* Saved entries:
··········
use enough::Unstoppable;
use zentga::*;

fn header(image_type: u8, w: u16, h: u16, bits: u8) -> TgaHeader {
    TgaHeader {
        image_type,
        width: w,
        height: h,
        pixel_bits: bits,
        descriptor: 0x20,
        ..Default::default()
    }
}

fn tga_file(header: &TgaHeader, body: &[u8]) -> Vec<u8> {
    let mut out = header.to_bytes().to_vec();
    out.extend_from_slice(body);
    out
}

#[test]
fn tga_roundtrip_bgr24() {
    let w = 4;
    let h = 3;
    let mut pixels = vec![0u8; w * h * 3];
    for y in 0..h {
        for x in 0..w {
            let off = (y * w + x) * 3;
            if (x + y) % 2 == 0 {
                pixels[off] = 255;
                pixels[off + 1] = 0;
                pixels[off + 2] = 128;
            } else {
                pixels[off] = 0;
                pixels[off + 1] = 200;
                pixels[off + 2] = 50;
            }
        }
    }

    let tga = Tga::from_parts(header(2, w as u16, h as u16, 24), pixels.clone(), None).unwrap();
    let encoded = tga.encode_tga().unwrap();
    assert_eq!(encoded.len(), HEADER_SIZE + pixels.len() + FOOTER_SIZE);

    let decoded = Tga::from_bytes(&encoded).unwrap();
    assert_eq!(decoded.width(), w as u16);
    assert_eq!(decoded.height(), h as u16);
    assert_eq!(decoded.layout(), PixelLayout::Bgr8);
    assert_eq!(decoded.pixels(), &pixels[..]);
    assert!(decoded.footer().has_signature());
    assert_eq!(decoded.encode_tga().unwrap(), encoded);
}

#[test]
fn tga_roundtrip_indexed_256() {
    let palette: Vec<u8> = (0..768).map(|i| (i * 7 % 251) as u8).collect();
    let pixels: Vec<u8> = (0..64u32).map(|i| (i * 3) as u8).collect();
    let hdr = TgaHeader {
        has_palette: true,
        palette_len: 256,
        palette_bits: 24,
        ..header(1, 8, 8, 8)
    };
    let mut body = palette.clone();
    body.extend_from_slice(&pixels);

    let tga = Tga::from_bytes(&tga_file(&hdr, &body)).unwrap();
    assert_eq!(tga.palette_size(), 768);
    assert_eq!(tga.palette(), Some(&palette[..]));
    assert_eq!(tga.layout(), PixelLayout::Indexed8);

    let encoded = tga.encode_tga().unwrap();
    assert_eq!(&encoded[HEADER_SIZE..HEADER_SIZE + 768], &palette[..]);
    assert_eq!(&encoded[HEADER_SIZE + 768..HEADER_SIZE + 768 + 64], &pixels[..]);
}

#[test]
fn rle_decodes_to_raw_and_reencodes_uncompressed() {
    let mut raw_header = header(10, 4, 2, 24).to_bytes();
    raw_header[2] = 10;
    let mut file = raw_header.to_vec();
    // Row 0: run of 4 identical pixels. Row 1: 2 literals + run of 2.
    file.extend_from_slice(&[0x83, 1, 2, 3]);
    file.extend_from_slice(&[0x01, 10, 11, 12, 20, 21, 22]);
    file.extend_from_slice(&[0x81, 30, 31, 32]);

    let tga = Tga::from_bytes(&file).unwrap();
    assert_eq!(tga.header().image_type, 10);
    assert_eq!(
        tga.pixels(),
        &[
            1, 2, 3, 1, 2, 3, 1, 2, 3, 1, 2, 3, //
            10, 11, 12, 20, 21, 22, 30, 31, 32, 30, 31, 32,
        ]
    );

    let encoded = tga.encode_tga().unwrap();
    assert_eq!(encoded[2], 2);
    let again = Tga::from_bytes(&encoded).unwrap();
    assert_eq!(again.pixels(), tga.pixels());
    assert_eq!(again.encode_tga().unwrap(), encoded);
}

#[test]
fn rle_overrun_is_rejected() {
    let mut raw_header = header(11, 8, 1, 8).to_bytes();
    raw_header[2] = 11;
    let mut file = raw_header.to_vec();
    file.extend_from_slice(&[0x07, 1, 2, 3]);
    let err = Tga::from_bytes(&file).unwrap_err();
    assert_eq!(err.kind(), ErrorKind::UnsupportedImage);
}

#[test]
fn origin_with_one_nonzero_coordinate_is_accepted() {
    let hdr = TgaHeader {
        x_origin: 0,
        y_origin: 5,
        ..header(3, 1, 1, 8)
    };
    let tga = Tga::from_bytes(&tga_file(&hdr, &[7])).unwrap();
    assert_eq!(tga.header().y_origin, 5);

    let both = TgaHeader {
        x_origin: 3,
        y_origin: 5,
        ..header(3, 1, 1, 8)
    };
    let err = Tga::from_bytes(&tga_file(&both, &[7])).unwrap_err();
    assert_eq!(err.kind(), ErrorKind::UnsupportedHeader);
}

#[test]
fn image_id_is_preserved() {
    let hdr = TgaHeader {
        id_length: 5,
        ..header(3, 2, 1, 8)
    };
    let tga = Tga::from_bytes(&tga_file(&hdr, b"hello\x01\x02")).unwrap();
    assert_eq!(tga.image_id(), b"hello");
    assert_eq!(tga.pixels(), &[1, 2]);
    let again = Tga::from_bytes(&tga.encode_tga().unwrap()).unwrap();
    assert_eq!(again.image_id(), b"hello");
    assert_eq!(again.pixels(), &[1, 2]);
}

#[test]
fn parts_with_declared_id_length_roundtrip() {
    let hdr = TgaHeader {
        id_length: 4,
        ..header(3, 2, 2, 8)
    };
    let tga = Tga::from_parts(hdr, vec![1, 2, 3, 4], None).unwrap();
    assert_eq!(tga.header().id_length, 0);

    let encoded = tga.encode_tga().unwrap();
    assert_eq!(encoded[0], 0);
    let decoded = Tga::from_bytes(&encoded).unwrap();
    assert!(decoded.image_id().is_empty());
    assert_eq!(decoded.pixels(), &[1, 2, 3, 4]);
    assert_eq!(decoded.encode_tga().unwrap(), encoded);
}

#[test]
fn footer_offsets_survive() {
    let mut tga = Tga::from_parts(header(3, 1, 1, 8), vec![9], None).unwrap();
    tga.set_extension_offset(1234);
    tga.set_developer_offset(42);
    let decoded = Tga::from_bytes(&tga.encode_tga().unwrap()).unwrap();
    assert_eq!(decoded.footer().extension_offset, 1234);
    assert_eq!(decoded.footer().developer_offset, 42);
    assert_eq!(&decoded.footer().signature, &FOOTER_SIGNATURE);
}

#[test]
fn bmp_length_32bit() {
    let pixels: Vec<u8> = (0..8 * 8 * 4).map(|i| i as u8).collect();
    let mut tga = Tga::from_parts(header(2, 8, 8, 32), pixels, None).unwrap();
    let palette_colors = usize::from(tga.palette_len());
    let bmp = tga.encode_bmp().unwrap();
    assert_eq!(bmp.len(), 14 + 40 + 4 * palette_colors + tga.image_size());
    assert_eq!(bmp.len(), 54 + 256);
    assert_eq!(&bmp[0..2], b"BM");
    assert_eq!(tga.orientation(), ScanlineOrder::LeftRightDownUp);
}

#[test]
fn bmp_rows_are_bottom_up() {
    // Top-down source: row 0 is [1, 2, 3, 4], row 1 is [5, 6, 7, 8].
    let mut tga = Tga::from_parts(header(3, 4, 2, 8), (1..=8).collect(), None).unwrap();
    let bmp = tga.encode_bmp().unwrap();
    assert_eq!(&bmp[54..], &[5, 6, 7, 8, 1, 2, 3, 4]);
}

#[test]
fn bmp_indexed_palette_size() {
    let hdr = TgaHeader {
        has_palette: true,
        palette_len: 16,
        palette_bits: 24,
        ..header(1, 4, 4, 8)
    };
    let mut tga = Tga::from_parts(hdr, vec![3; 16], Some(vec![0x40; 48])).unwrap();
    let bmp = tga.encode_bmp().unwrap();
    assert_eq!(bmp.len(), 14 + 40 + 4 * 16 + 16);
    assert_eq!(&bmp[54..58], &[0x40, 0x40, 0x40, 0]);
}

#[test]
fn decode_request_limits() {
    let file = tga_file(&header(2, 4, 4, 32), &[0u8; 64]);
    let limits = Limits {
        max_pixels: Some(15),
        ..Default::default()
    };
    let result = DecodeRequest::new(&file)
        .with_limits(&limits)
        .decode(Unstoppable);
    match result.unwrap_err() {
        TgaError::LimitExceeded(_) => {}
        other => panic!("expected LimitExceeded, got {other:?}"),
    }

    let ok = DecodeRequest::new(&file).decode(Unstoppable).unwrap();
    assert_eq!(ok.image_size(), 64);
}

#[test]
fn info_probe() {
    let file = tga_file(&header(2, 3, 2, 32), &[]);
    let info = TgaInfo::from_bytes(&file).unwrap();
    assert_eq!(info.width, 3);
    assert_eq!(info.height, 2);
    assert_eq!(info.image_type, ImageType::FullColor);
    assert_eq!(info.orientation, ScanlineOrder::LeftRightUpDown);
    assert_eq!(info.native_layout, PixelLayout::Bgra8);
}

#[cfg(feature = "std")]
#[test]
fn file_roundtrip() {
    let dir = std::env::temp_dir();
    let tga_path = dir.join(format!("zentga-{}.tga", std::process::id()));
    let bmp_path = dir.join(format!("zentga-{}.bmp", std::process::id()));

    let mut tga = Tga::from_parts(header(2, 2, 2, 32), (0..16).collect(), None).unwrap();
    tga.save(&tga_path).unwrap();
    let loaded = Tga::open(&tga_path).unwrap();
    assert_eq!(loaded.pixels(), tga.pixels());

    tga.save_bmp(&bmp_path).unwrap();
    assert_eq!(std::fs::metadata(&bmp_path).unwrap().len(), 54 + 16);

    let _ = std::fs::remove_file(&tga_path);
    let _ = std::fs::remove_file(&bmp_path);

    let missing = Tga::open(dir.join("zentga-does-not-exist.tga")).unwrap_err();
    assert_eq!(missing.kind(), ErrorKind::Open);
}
··········
* EXERCISE: Where in the entries above does the word "LimitExceeded" appear? Copy each line that has it.

* REPLY:
        TgaError::LimitExceeded(_) => {}
        other => panic!("expected LimitExceeded, got {other:?}"),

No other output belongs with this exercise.